Access to health care in many Asian countries is commendable (and improving), but affordability mostly remains a privilege of the economically affluent—this is particularly true of South Asia. Dr. Asher Hasan, a noted U.S.-based social entrepreneur, says in the report that “accessibility is not the same as affordability. A number of emerging health systems are able to provide increased levels of ‘access,’ but their unaffordability limits the utilization of these care-delivery systems.”

Moreover, great disparities in terms of access and affordability also exist within individual countries, particularly between urban and rural areas. In Southeast Asia, delivering health care services to people dispersed across hundreds of islands or to remote areas is very challenging.

Restructuring Health Care Systems

Participants in a workshop at the South Asia regional conference of the World Organization of Family Doctors (WONCA) in 2016 concluded that primary health care should constitute a major part of the restructuring of health systems in the region. It was also noted that training in the community setting and regional collaboration were essential elements for success.

In this regard, Indonesia stands out in particular. Its government established Jaminan Kesehatan Nasional (JKN) in 2014, a mandatory national insurance system with the goal of providing basic health care cover to its 250 million people by 2019.

That said, the report points out that providing universal basic coverage can be extremely difficult in lower- and middle-income countries in Asia as they have a high proportion of workers in the informal sector. “For the poorest among those not in salaried employment, access to health insurance is often more fleeting, leaving many dependent on cash payments,” the report said.

Swift Health Care Developments in China and India

Significant alterations in insurance cover for the population have rapidly changed people’s access to hospital care, especially in countries such as India and China. Certain Indian states went from insurance coverage of around 3 percent to around 80 percent within a few years. Le-Nest, a community-based health care delivery model based in Shanghai, supplies trained volunteers and professionals to provide noncommunicable disease management to elderly patients, including education, physical and psychological interventions, and physical therapy and hospital-visit counseling. In India, where ambulance services were previously almost nonexistent, a local, private nonprofit partnered with a local software company and Google to develop a system with sophisticated information technology and analytics.

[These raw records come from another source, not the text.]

//! Slot finder: walks a channel's recurring posting times forward through
//! the calendar and returns the next free UTC instants.

use crate::clock::Clock;
use crate::db::{self, Pool};
use crate::model::PostState;
use crate::slots;
use anyhow::Result;
use chrono::{DateTime, Duration, Utc};
use std::collections::HashSet;
use tracing::debug;

/// Where a slot search starts.
#[derive(Debug, Clone, Copy, PartialEq, Eq)]
pub enum SearchMode {
    /// Scan forward from the current instant.
    FromNow,
    /// Scan from the day after the channel's latest scheduled post, so the
    /// returned slots never collide with the existing forward schedule.
    /// Falls back to `FromNow` when nothing is scheduled.
    FromEnd,
}

/// Parameters for one slot search.
#[derive(Debug, Clone)]
pub struct SlotQuery<'a> {
    pub channel_id: &'a str,
    pub org_id: &'a str,
    pub count: usize,
    /// Minutes since local midnight, in the channel's configured order.
    pub posting_times: &'a [i64],
    pub mode: SearchMode,
    /// Owner's timezone, minutes east of UTC.
    pub timezone_offset: i64,
    /// Which lifecycle states block a slot. Callers choose whether PUBLISHED
    /// posts count as occupancy; QUEUE should always be included.
    pub occupied_by: &'a [PostState],
    /// Maximum days scanned forward; bounds the search on full channels.
    pub lookahead_days: i64,
}

/// Slots already claimed within one reconciliation run. Threaded explicitly
/// through the batch so independent finder calls in the same run never hand
/// out the same minute twice.
#[derive(Debug, Default)]
pub struct UsedSlots(HashSet<i64>);

impl UsedSlots {
    pub fn new() -> Self {
        Self::default()
    }

    pub fn contains(&self, at: DateTime<Utc>) -> bool {
        self.0.contains(&slots::minute_floor(at).timestamp())
    }

    /// Claim a minute; returns false if it was already taken in this run.
    pub fn claim(&mut self, at: DateTime<Utc>) -> bool {
        self.0.insert(slots::minute_floor(at).timestamp())
    }

    pub fn len(&self) -> usize {
        self.0.len()
    }

    pub fn is_empty(&self) -> bool {
        self.0.is_empty()
    }
}

/// Find up to `query.count` free future slots for a channel.
///
/// A slot is accepted only if its UTC minute is in the future, not claimed in
/// `used`, and unoccupied per a live database read. Returns a strictly
/// increasing, pairwise-distinct list; fewer than `count` results means the
/// lookahead window ran out of capacity and is not an error. An empty
/// posting-time list returns an empty list immediately.
pub async fn find_available_slots(
    pool: &Pool,
    clock: &dyn Clock,
    query: &SlotQuery<'_>,
    used: &mut UsedSlots,
) -> Result<Vec<DateTime<Utc>>> {
    if query.posting_times.is_empty() {
        debug!(
            channel_id = query.channel_id,
            "no posting times configured, nothing to allocate"
        );
        return Ok(Vec::new());
    }

    let now = clock.now();
    // Candidates at or before this instant are rejected. In FromEnd mode the
    // bound also covers the latest scheduled post: a positive timezone offset
    // shifts projected slots earlier in UTC, so starting on the next calendar
    // day alone is not enough to stay past the existing schedule.
    let (start_day, not_before) = match query.mode {
        SearchMode::FromNow => (now.date_naive(), now),
        SearchMode::FromEnd => {
            match db::latest_scheduled_at(pool, query.channel_id, query.org_id).await? {
                Some(last) => (last.date_naive() + Duration::days(1), last.max(now)),
                None => (now.date_naive(), now),
            }
        }
    };
    debug!(
        channel_id = query.channel_id,
        ?query.mode,
        %start_day,
        count = query.count,
        "searching for free slots"
    );

    let mut found: Vec<DateTime<Utc>> = Vec::new();
    let mut days_checked = 0i64;
    while found.len() < query.count && days_checked < query.lookahead_days {
        let day = start_day + Duration::days(days_checked);
        for &offset in query.posting_times {
            if found.len() >= query.count {
                break;
            }
            let candidate = slots::project(offset, day, query.timezone_offset);
            if candidate <= not_before {
                continue;
            }
            if used.contains(candidate) {
                continue;
            }
            let occupant = db::post_at_minute(
                pool,
                query.channel_id,
                query.org_id,
                candidate,
                query.occupied_by,
                None,
            )
            .await?;
            if occupant.is_none() {
                used.claim(candidate);
                found.push(candidate);
                debug!(channel_id = query.channel_id, slot = %candidate, "found free slot");
            }
        }
        days_checked += 1;
    }

    // Posting times are applied in configured order, which within a day need
    // not be chronological.
    found.sort_unstable();

    debug!(
        channel_id = query.channel_id,
        found = found.len(),
        days_checked,
        "slot search finished"
    );
    Ok(found)
}
use chrono::{DateTime, TimeZone, Utc};
use postline::clock::FixedClock;
use postline::db::{self, NewChannel, NewPost};
use postline::finder::{find_available_slots, SearchMode, SlotQuery, UsedSlots};
use postline::model::PostState;

async fn setup_pool() -> sqlx::SqlitePool {
    let pool = sqlx::SqlitePool::connect("sqlite::memory:").await.unwrap();
    sqlx::migrate!("./migrations").run(&pool).await.unwrap();
    pool
}

async fn insert_channel(pool: &sqlx::SqlitePool, id: &str, tz: i64, times: Vec<i64>) {
    db::insert_channel(
        pool,
        &NewChannel {
            id: id.into(),
            organization_id: "org-1".into(),
            name: format!("channel {id}"),
            provider: "mastodon".into(),
            timezone_offset: tz,
            posting_times: times,
        },
    )
    .await
    .unwrap();
}

async fn insert_queue_post(
    pool: &sqlx::SqlitePool,
    id: &str,
    channel_id: &str,
    publish: DateTime<Utc>,
) {
    db::insert_post(
        pool,
        &NewPost {
            id: id.into(),
            channel_id: channel_id.into(),
            organization_id: "org-1".into(),
            state: PostState::Queue,
            publish_date: publish,
            parent_post_id: None,
            content: format!("post {id}"),
            media: vec!["img.png".into()],
            created_at: Utc.with_ymd_and_hms(2026, 1, 1, 0, 0, 0).unwrap(),
        },
    )
    .await
    .unwrap();
}

fn query<'a>(channel_id: &'a str, count: usize, times: &'a [i64], mode: SearchMode) -> SlotQuery<'a> {
    SlotQuery {
        channel_id,
        org_id: "org-1",
        count,
        posting_times: times,
        mode,
        timezone_offset: 0,
        occupied_by: &[PostState::Queue],
        lookahead_days: 90,
    }
}

#[tokio::test]
async fn skips_past_offsets_and_walks_days_in_order() {
    let pool = setup_pool().await;
    insert_channel(&pool, "ch-1", 0, vec![540, 720]).await;
    let clock = FixedClock(Utc.with_ymd_and_hms(2026, 1, 15, 10, 0, 0).unwrap());

    let times = [540, 720];
    let mut used = UsedSlots::new();
    let slots = find_available_slots(&pool, &clock, &query("ch-1", 3, &times, SearchMode::FromNow), &mut used)
        .await
        .unwrap();

    // 09:00 today is already gone; the walk resumes at 12:00 and rolls over.
    assert_eq!(
        slots,
        vec![
            Utc.with_ymd_and_hms(2026, 1, 15, 12, 0, 0).unwrap(),
            Utc.with_ymd_and_hms(2026, 1, 16, 9, 0, 0).unwrap(),
            Utc.with_ymd_and_hms(2026, 1, 16, 12, 0, 0).unwrap(),
        ]
    );
    assert!(slots.windows(2).all(|w| w[0] < w[1]));
}

#[tokio::test]
async fn occupied_minutes_are_not_offered() {
    let pool = setup_pool().await;
    insert_channel(&pool, "ch-1", 0, vec![540, 720]).await;
    let clock = FixedClock(Utc.with_ymd_and_hms(2026, 1, 15, 10, 0, 0).unwrap());
    insert_queue_post(
        &pool,
        "p-1",
        "ch-1",
        Utc.with_ymd_and_hms(2026, 1, 15, 12, 0, 0).unwrap(),
    )
    .await;

    let times = [540, 720];
    let mut used = UsedSlots::new();
    let slots = find_available_slots(&pool, &clock, &query("ch-1", 1, &times, SearchMode::FromNow), &mut used)
        .await
        .unwrap();

    assert_eq!(
        slots,
        vec![Utc.with_ymd_and_hms(2026, 1, 16, 9, 0, 0).unwrap()]
    );
}

#[tokio::test]
async fn used_slots_are_never_reissued_within_a_run() {
    let pool = setup_pool().await;
    insert_channel(&pool, "ch-1", 0, vec![540]).await;
    let clock = FixedClock(Utc.with_ymd_and_hms(2026, 1, 15, 6, 0, 0).unwrap());

    let times = [540];
    let mut used = UsedSlots::new();
    let first = find_available_slots(&pool, &clock, &query("ch-1", 1, &times, SearchMode::FromNow), &mut used)
        .await
        .unwrap();
    let second = find_available_slots(&pool, &clock, &query("ch-1", 1, &times, SearchMode::FromNow), &mut used)
        .await
        .unwrap();

    assert_eq!(first, vec![Utc.with_ymd_and_hms(2026, 1, 15, 9, 0, 0).unwrap()]);
    assert_eq!(second, vec![Utc.with_ymd_and_hms(2026, 1, 16, 9, 0, 0).unwrap()]);
    assert_eq!(used.len(), 2);
}

#[tokio::test]
async fn from_end_starts_the_day_after_the_latest_queued_post() {
    let pool = setup_pool().await;
    insert_channel(&pool, "ch-1", 0, vec![540]).await;
    let clock = FixedClock(Utc.with_ymd_and_hms(2026, 1, 15, 6, 0, 0).unwrap());
    insert_queue_post(
        &pool,
        "p-1",
        "ch-1",
        Utc.with_ymd_and_hms(2026, 1, 20, 9, 0, 0).unwrap(),
    )
    .await;

    let times = [540];
    let mut used = UsedSlots::new();
    let slots = find_available_slots(&pool, &clock, &query("ch-1", 1, &times, SearchMode::FromEnd), &mut used)
        .await
        .unwrap();

    assert_eq!(
        slots,
        vec![Utc.with_ymd_and_hms(2026, 1, 21, 9, 0, 0).unwrap()]
    );
}

#[tokio::test]
async fn from_end_stays_past_the_schedule_on_positive_offsets() {
    let pool = setup_pool().await;
    // UTC+3 channel posting at 01:00 local, which is 22:00 UTC the day
    // before. Starting the scan on the next calendar day would still land
    // before a late-evening UTC post.
    insert_channel(&pool, "ch-1", 180, vec![60]).await;
    let clock = FixedClock(Utc.with_ymd_and_hms(2026, 1, 15, 6, 0, 0).unwrap());
    let latest = Utc.with_ymd_and_hms(2026, 1, 20, 23, 0, 0).unwrap();
    insert_queue_post(&pool, "p-1", "ch-1", latest).await;

    let times = [60];
    let mut query = query("ch-1", 2, &times, SearchMode::FromEnd);
    query.timezone_offset = 180;
    let mut used = UsedSlots::new();
    let slots = find_available_slots(&pool, &clock, &query, &mut used)
        .await
        .unwrap();

    assert_eq!(
        slots,
        vec![
            Utc.with_ymd_and_hms(2026, 1, 21, 22, 0, 0).unwrap(),
            Utc.with_ymd_and_hms(2026, 1, 22, 22, 0, 0).unwrap(),
        ]
    );
    assert!(slots.iter().all(|&s| s > latest));
}

#[tokio::test]
async fn from_end_falls_back_to_now_on_an_empty_schedule() {
    let pool = setup_pool().await;
    insert_channel(&pool, "ch-1", 0, vec![540]).await;
    let clock = FixedClock(Utc.with_ymd_and_hms(2026, 1, 15, 6, 0, 0).unwrap());

    let times = [540];
    let mut used = UsedSlots::new();
    let slots = find_available_slots(&pool, &clock, &query("ch-1", 1, &times, SearchMode::FromEnd), &mut used)
        .await
        .unwrap();

    assert_eq!(
        slots,
        vec![Utc.with_ymd_and_hms(2026, 1, 15, 9, 0, 0).unwrap()]
    );
}

#[tokio::test]
async fn timezone_offset_shifts_slots_into_utc() {
    let pool = setup_pool().await;
    // UTC-5 channel posting at 10:00 local, which is 15:00 UTC.
    insert_channel(&pool, "ch-1", -300, vec![600]).await;
    let clock = FixedClock(Utc.with_ymd_and_hms(2026, 1, 15, 6, 0, 0).unwrap());

    let times = [600];
    let mut query = query("ch-1", 1, &times, SearchMode::FromNow);
    query.timezone_offset = -300;
    let mut used = UsedSlots::new();
    let slots = find_available_slots(&pool, &clock, &query, &mut used)
        .await
        .unwrap();

    assert_eq!(
        slots,
        vec![Utc.with_ymd_and_hms(2026, 1, 15, 15, 0, 0).unwrap()]
    );
}

#[tokio::test]
async fn exhausted_lookahead_returns_fewer_slots_than_requested() {
    let pool = setup_pool().await;
    insert_channel(&pool, "ch-1", 0, vec![540]).await;
    let clock = FixedClock(Utc.with_ymd_and_hms(2026, 1, 15, 6, 0, 0).unwrap());

    let times = [540];
    let mut query = query("ch-1", 5, &times, SearchMode::FromNow);
    query.lookahead_days = 2;
    let mut used = UsedSlots::new();
    let slots = find_available_slots(&pool, &clock, &query, &mut used)
        .await
        .unwrap();

    assert_eq!(slots.len(), 2);
}

#[tokio::test]
async fn no_posting_times_means_no_slots() {
    let pool = setup_pool().await;
    insert_channel(&pool, "ch-1", 0, vec![]).await;
    let clock = FixedClock(Utc.with_ymd_and_hms(2026, 1, 15, 6, 0, 0).unwrap());

    let mut used = UsedSlots::new();
    let slots = find_available_slots(&pool, &clock, &query("ch-1", 3, &[], SearchMode::FromNow), &mut used)
        .await
        .unwrap();

    assert!(slots.is_empty());
    assert!(used.is_empty());
}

In terms of total health expenditure, the economic growth of China and India far outpaces their respective spending on health care systems. According to the report, countries such as Australia (4th) and Japan (8th) are in the top ten globally, and Taiwan (14th), Thailand (15th) and South Korea (16th) are amongst the top twenty. In terms of an aggregate, South Asia spent an average of just 4.4 percent of GDP on health in 2014 (up from 3.8 percent in 1995), and in the East Asia and Pacific region the figure stood at 6.9 percent of GDP in 2014 (up from 5.8 percent in 1995). These figures are well below the OECD average of 12.3 percent.

Sustained Efforts Must Continue

Owing to the diversity of challenges related to health care, East Asia and South Asia in particular have emerged as hubs for innovative health care solutions. Although significant progress has been recorded, countries in the region will need to find new ways of extending health care coverage in order to make care more accessible to a larger share of the population. In addition, the provision of primary care must increase, and the effective use of technology could provide much-needed leverage to fledgling health systems. It is only by maintaining a sustained effort that the region’s fastest-growing economies will succeed in improving on current levels of health care development, the report said.

* The 15 countries from the Asia-Pacific region in the Index are Afghanistan, Australia, Bangladesh, Cambodia, China, India, Indonesia, Japan, Nepal, Pakistan, the Philippines, South Korea, Taiwan, Thailand and Vietnam.